Osteoarthritis is the most common version of arthritis and affects millions of people around the world, including about 35 million people in the United States alone. The condition is characterized by the slow breaking of the cartilage, which acts as a buffer between the joints. As cartilage degenerates, the joints can become swollen, stiff and painful and the condition tends to worsen over time. Osteoarthritis can affect any joint in the body, but it is found more often in the knees, hips, hands and spine. Traditionally, osteoarthritis is referred to as a condition of wear – in other words, the joints that are used more often or more heavily are more likely to suffer a constant disruption of the cartilage, eventually leading to osteoarthritis. There are some known risk factors for osteoarthritis – for example, more commonly it affects older people and women are more likely to develop it than men. Likewise, previous injuries to the joints and bone deformities also increase the chances of developing the condition.
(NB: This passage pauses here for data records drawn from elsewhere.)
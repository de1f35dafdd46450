// Copyright (c) 2025 Geoffrey Huntley <ghuntley@ghuntley.com>. All rights reserved.
// SPDX-License-Identifier: Proprietary

//! One invocation driven from the command line.

use std::sync::Arc;
use std::time::Duration;

use cadence_config::CadenceConfig;
use cadence_jobs::{
	InvocationReport, IterationConfig, Job, JobExecutor, JobKey, Result, TerminalStatus,
};
use cadence_logs::{EventLog, InvocationEvent};
use serde::Serialize;
use tracing::{info, warn};

/// Command-line values that take precedence over loaded configuration.
#[derive(Debug, Clone, Default)]
pub struct RunOverrides {
	pub group: Option<String>,
	pub name: Option<String>,
	pub iterations: Option<u32>,
	pub step_delay_ms: Option<u64>,
}

/// What to dispatch: the job identity and the loop shape.
#[derive(Debug, Clone)]
pub struct RunRequest {
	pub job_key: JobKey,
	pub config: IterationConfig,
}

impl RunRequest {
	/// Resolve overrides against `config` and validate the loop shape.
	pub fn resolve(config: &CadenceConfig, overrides: RunOverrides) -> Result<Self> {
		let group = overrides.group.unwrap_or_else(|| config.job.group.clone());
		let name = overrides.name.unwrap_or_else(|| config.job.name.clone());
		let iteration_count = overrides
			.iterations
			.unwrap_or(config.execution.iteration_count);
		let step_delay = overrides
			.step_delay_ms
			.map(Duration::from_millis)
			.unwrap_or_else(|| config.execution.step_delay());

		Ok(Self {
			job_key: JobKey::with_group(group, name),
			config: IterationConfig::new(iteration_count, step_delay)?,
		})
	}
}

/// Run `job` on its own task until it ends, cancelling it on Ctrl-C or once
/// `cancel_after` has elapsed.
pub async fn run_job(
	executor: &JobExecutor,
	job: Arc<dyn Job>,
	request: RunRequest,
	cancel_after: Option<Duration>,
) -> Result<InvocationReport> {
	let running = executor.spawn(job, request.job_key, request.config)?;
	let handle = running.handle().clone();

	let wait = running.wait();
	tokio::pin!(wait);

	tokio::select! {
		report = &mut wait => return report,
		_ = cancel_signal(cancel_after) => {
			handle.cancel();
		}
	}

	wait.await
}

async fn cancel_signal(cancel_after: Option<Duration>) {
	let deadline = async {
		match cancel_after {
			Some(after) => tokio::time::sleep(after).await,
			None => std::future::pending().await,
		}
	};
	tokio::pin!(deadline);

	tokio::select! {
		_ = &mut deadline => {
			info!(
				cancel_after_ms = cancel_after.map(|d| u64::try_from(d.as_millis()).unwrap_or(u64::MAX)),
				"Cancel deadline reached"
			);
		}
		result = tokio::signal::ctrl_c() => match result {
			Ok(()) => info!("Received interrupt signal, cancelling job"),
			Err(e) => {
				warn!(error = %e, "Failed to listen for interrupt signal");
				deadline.await;
			}
		},
	}
}

/// The report together with the boundary and progress events captured for it.
#[derive(Debug, Serialize)]
pub struct RunOutput {
	pub report: InvocationReport,
	pub events: Vec<InvocationEvent>,
}

impl RunOutput {
	pub fn collect(report: InvocationReport, log: &EventLog) -> Self {
		let events = log.for_invocation(&report.invocation_id.to_string());
		Self { report, events }
	}
}

/// Process exit code for a terminal status.
pub fn exit_code(status: TerminalStatus) -> i32 {
	match status {
		TerminalStatus::Completed => 0,
		TerminalStatus::Interrupted => 2,
		TerminalStatus::Failed => 1,
	}
}
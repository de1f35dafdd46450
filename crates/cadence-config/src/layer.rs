// Copyright (c) 2025 Geoffrey Huntley <ghuntley@ghuntley.com>. All rights reserved.
// SPDX-License-Identifier: Proprietary

//! Configuration layer for merging from multiple sources.

use serde::Deserialize;

use crate::sections::{ExecutionConfigLayer, JobConfigLayer, LoggingConfigLayer};

/// Cadence configuration layer - all fields are Option for merging.
#[derive(Debug, Clone, Default, Deserialize)]
pub struct CadenceConfigLayer {
	#[serde(default)]
	pub execution: Option<ExecutionConfigLayer>,
	#[serde(default)]
	pub job: Option<JobConfigLayer>,
	#[serde(default)]
	pub logging: Option<LoggingConfigLayer>,
}

impl CadenceConfigLayer {
	/// Merge another layer into this one. Other layer takes precedence.
	pub fn merge(&mut self, other: CadenceConfigLayer) {
		merge_option(
			&mut self.execution,
			other.execution,
			ExecutionConfigLayer::merge,
		);
		merge_option(&mut self.job, other.job, JobConfigLayer::merge);
		merge_option(&mut self.logging, other.logging, LoggingConfigLayer::merge);
	}
}

fn merge_option<T, F>(target: &mut Option<T>, source: Option<T>, merge_fn: F)
where
	F: FnOnce(&mut T, T),
{
	match (target.as_mut(), source) {
		(Some(t), Some(s)) => merge_fn(t, s),
		(None, Some(s)) => *target = Some(s),
		_ => {}
	}
}

#[cfg(test)]
mod tests {
	use super::*;

	#[test]
	fn test_merge_empty_layers() {
		let mut base = CadenceConfigLayer::default();
		base.merge(CadenceConfigLayer::default());
		assert!(base.execution.is_none());
		assert!(base.job.is_none());
	}

	#[test]
	fn test_merge_preserves_base_when_other_empty() {
		let mut base = CadenceConfigLayer {
			execution: Some(ExecutionConfigLayer {
				iteration_count: Some(3),
				..Default::default()
			}),
			..Default::default()
		};
		base.merge(CadenceConfigLayer::default());
		assert_eq!(base.execution.as_ref().unwrap().iteration_count, Some(3));
	}

	#[test]
	fn test_merge_fills_missing_section() {
		let mut base = CadenceConfigLayer::default();
		base.merge(CadenceConfigLayer {
			job: Some(JobConfigLayer {
				name: Some("nightly".to_string()),
				..Default::default()
			}),
			..Default::default()
		});
		assert_eq!(base.job.unwrap().name.as_deref(), Some("nightly"));
	}

	#[test]
	fn test_merge_field_level_precedence() {
		let mut base = CadenceConfigLayer {
			execution: Some(ExecutionConfigLayer {
				iteration_count: Some(3),
				step_delay_ms: Some(1_000),
			}),
			..Default::default()
		};
		base.merge(CadenceConfigLayer {
			execution: Some(ExecutionConfigLayer {
				iteration_count: None,
				step_delay_ms: Some(50),
			}),
			..Default::default()
		});
		let execution = base.execution.unwrap();
		assert_eq!(execution.iteration_count, Some(3));
		assert_eq!(execution.step_delay_ms, Some(50));
	}

	#[test]
	fn test_deserialize_full_document() {
		let toml_str = r#"
[execution]
iteration_count = 4
step_delay_ms = 250

[job]
group = "reports"
name = "nightly"

[logging]
level = "debug"
"#;
		let layer: CadenceConfigLayer = toml::from_str(toml_str).unwrap();
		assert_eq!(layer.execution.unwrap().step_delay_ms, Some(250));
		assert_eq!(layer.job.unwrap().group.as_deref(), Some("reports"));
		assert_eq!(layer.logging.unwrap().level.as_deref(), Some("debug"));
	}
}
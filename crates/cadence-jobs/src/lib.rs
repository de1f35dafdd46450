// Copyright (c) 2025 Geoffrey Huntley <ghuntley@ghuntley.com>. All rights reserved.
// SPDX-License-Identifier: Proprietary

//! Cancellable long-running job execution for Cadence.
//!
//! A scheduler hands a [`Job`], a [`JobKey`] and an [`IterationConfig`] to the
//! [`JobExecutor`]. The executor allocates a fresh [`ExecutionHandle`] for the
//! invocation, runs a bounded number of timed steps, and reports a
//! [`TerminalStatus`]. The handle can be cancelled from any task at any time;
//! the loop observes the request before and after every delay.

pub mod context;
pub mod error;
pub mod executor;
pub mod iteration;
pub mod job;
pub mod key;
pub mod types;

pub use context::{ExecutionHandle, StepContext};
pub use error::{JobError, Result};
pub use executor::{Invocation, JobExecutor, RunningInvocation};
pub use iteration::{InterruptCause, IterationLoop, LoopOutcome};
pub use job::Job;
pub use key::{InvocationId, JobKey, WorkerId, DEFAULT_GROUP};
pub use types::{InvocationReport, InvocationStatus, IterationConfig, JobInvocation, TerminalStatus};
// Copyright (c) 2025 Geoffrey Huntley <ghuntley@ghuntley.com>. All rights
// reserved. SPDX-License-Identifier: Proprietary

//! Tracing layer that captures invocation events into the buffer.

use std::fmt;

use chrono::Utc;
use tracing::field::{Field, Visit};
use tracing::{Event, Subscriber};
use tracing_subscriber::layer::Context;
use tracing_subscriber::registry::LookupSpan;
use tracing_subscriber::Layer;

use crate::buffer::EventLog;
use crate::entry::{EventKind, InvocationEvent, LogLevel};
use crate::INVOCATION_TARGET;

/// A tracing Layer that records invocation events into an [`EventLog`].
///
/// Only events on [`INVOCATION_TARGET`] with a recognised `event` field are
/// captured; everything else passes through untouched so the layer composes
/// with `fmt::layer()`.
#[derive(Clone)]
pub struct InvocationEventLayer {
	log: EventLog,
}

impl InvocationEventLayer {
	pub fn new(log: EventLog) -> Self {
		Self { log }
	}

	pub fn log(&self) -> &EventLog {
		&self.log
	}
}

impl<S> Layer<S> for InvocationEventLayer
where
	S: Subscriber + for<'a> LookupSpan<'a>,
{
	fn on_event(&self, event: &Event<'_>, _ctx: Context<'_, S>) {
		let metadata = event.metadata();
		if metadata.target() != INVOCATION_TARGET {
			return;
		}

		let mut visitor = FieldVisitor::default();
		event.record(&mut visitor);

		let Some(kind) = visitor.event.as_deref().and_then(EventKind::parse) else {
			return;
		};

		self.log.push(InvocationEvent {
			id: 0,
			timestamp: Utc::now(),
			level: LogLevel::from_tracing(metadata.level()),
			kind,
			job_key: visitor.job_key.unwrap_or_default(),
			worker_id: visitor.worker_id.unwrap_or_default(),
			invocation_id: visitor.invocation_id.unwrap_or_default(),
			iteration: visitor.iteration,
			status: visitor.status,
			message: visitor.message.unwrap_or_default(),
		});
	}
}

#[derive(Default)]
struct FieldVisitor {
	event: Option<String>,
	job_key: Option<String>,
	worker_id: Option<String>,
	invocation_id: Option<String>,
	iteration: Option<u64>,
	status: Option<String>,
	message: Option<String>,
}

impl FieldVisitor {
	fn record_string(&mut self, name: &str, value: String) {
		match name {
			"event" => self.event = Some(value),
			"job_key" => self.job_key = Some(value),
			"worker_id" => self.worker_id = Some(value),
			"invocation_id" => self.invocation_id = Some(value),
			"status" => self.status = Some(value),
			"message" => self.message = Some(value),
			"iteration" => self.iteration = value.parse().ok(),
			_ => {}
		}
	}
}

impl Visit for FieldVisitor {
	fn record_debug(&mut self, field: &Field, value: &dyn fmt::Debug) {
		self.record_string(field.name(), format!("{:?}", value));
	}

	fn record_str(&mut self, field: &Field, value: &str) {
		self.record_string(field.name(), value.to_string());
	}

	fn record_u64(&mut self, field: &Field, value: u64) {
		if field.name() == "iteration" {
			self.iteration = Some(value);
		}
	}

	fn record_i64(&mut self, field: &Field, value: i64) {
		if field.name() == "iteration" {
			self.iteration = u64::try_from(value).ok();
		}
	}
}
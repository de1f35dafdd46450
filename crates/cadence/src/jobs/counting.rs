// Copyright (c) 2025 Geoffrey Huntley <ghuntley@ghuntley.com>. All rights reserved.
// SPDX-License-Identifier: Proprietary

use std::sync::atomic::{AtomicU64, Ordering};

use async_trait::async_trait;
use cadence_jobs::{Job, JobError, StepContext};
use tracing::instrument;

/// Logs a counting marker on every step.
#[derive(Default)]
pub struct CountingJob {
	counted: AtomicU64,
}

impl CountingJob {
	pub fn new() -> Self {
		Self::default()
	}

	/// Steps counted across every invocation of this job.
	pub fn counted(&self) -> u64 {
		self.counted.load(Ordering::Relaxed)
	}
}

#[async_trait]
impl Job for CountingJob {
	fn id(&self) -> &str {
		"cron-job"
	}

	fn name(&self) -> &str {
		"Counting Job"
	}

	fn description(&self) -> &str {
		"Logs a counting marker once per iteration"
	}

	#[instrument(skip(self, ctx), fields(job_id = "cron-job"))]
	async fn step(&self, ctx: &StepContext<'_>) -> Result<(), JobError> {
		if ctx.is_cancelled() {
			return Err(JobError::Cancelled);
		}

		self.counted.fetch_add(1, Ordering::Relaxed);
		tracing::info!(
			job_key = %ctx.job_key(),
			worker_id = %ctx.worker_id(),
			count = ctx.iteration,
			"Counting"
		);

		Ok(())
	}
}
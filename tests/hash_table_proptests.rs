// HashTable property tests.
//
// Property 1: first-match model.
//  - Model: Vec<(word, meaning)> in insertion order.
//  - Invariant: get(w) == first meaning in the model for w;
//               lookup(w) == that meaning or NOT_FOUND;
//               count(w) == number of model entries for w; len() == model.len().
//  - Operations: insert and probe, over a small word pool so duplicates
//    and misses are common.
//
// Property 2: same model under a hasher that sends every word to one
// bucket, so all resolution happens by exact match inside one chain.
//
// Property 3: bucket routing is a pure function of word and capacity.
use chained_dict::{HashTable, KeyHasher, NOT_FOUND};
use proptest::prelude::*;

#[derive(Clone, Debug)]
enum Op {
    Insert(usize, String),
    Probe(usize),
}

fn arb_scenario() -> impl Strategy<Value = (usize, Vec<String>, Vec<Op>)> {
    (0usize..20, proptest::collection::vec("[a-d]{0,3}", 1..=8)).prop_flat_map(
        |(expected, pool)| {
            let idx = 0..pool.len();
            let op = prop_oneof![
                (idx.clone(), "[a-z ]{0,8}").prop_map(|(i, m)| Op::Insert(i, m)),
                idx.prop_map(Op::Probe),
            ];
            proptest::collection::vec(op, 1..60)
                .prop_map(move |ops| (expected, pool.clone(), ops))
        },
    )
}

fn run_model<H: KeyHasher>(
    mut sut: HashTable<H>,
    pool: &[String],
    ops: Vec<Op>,
) -> Result<(), TestCaseError> {
    let mut model: Vec<(String, String)> = Vec::new();
    let capacity = sut.capacity();

    for op in ops {
        match op {
            Op::Insert(i, meaning) => {
                sut.insert(pool[i].clone(), meaning.clone());
                model.push((pool[i].clone(), meaning));
            }
            Op::Probe(i) => {
                let word = &pool[i];
                let first = model
                    .iter()
                    .find(|(w, _)| w == word)
                    .map(|(_, m)| m.as_str());
                prop_assert_eq!(sut.get(word), first);
                prop_assert_eq!(sut.lookup(word), first.unwrap_or(NOT_FOUND));
                prop_assert_eq!(sut.contains_key(word), first.is_some());
                let all: Vec<&str> = model
                    .iter()
                    .filter(|(w, _)| w == word)
                    .map(|(_, m)| m.as_str())
                    .collect();
                prop_assert_eq!(sut.get_all(word).collect::<Vec<_>>(), all.clone());
                prop_assert_eq!(sut.count(word), all.len());
            }
        }
        prop_assert_eq!(sut.len(), model.len());
        prop_assert_eq!(sut.capacity(), capacity);
    }
    Ok(())
}

struct OneBucket;
impl KeyHasher for OneBucket {
    fn hash_key(&self, _key: &str) -> u64 {
        0
    }
}

proptest! {
    #![proptest_config(ProptestConfig { cases: 64, .. ProptestConfig::default() })]

    #[test]
    fn prop_first_match_model((expected, pool, ops) in arb_scenario()) {
        run_model(HashTable::new(expected), &pool, ops)?;
    }

    #[test]
    fn prop_first_match_model_single_chain((expected, pool, ops) in arb_scenario()) {
        run_model(HashTable::with_hasher(expected, OneBucket), &pool, ops)?;
    }

    #[test]
    fn prop_bucket_index_is_pure(expected in 0usize..1000, word in any::<String>()) {
        let a = HashTable::new(expected);
        let b = HashTable::new(expected);
        let index = a.bucket_index(&word);
        prop_assert!(index < a.capacity());
        prop_assert_eq!(index, b.bucket_index(&word));
        prop_assert_eq!(a.capacity(), (expected * 2).max(1));
    }
}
Another known risk factor for osteoarthritis is obesity. This is partly due to the excessive stress exerted on the joints when carrying more weight around, but the connection between excess weight and osteoarthritis can go a little deeper. Almost 5 years ago, a team of researchers from Queensland University of Technology and the University of Southern Queensland, both in Australia, studied a connection between dietary fat and the onset of osteoarthritis. This research follows the previous work from the same team who discovered that antioxidants and anti-cholesterol drugs (statins) can slow down the progression of joint damage, attributed to fatty acids found in foods such as palm oil and butter. Saturated fatty acids, infact, trigger oxidative stress in cells that maybe counteracted by some natural antioxidants. In this research project, scientists studied specifically the effects of a diet rich in saturated fatty acids and simple sugars on osteoarthritis. These dietary components reflect the nutritional elements commonly found in junk food: high fats and carbohydrates.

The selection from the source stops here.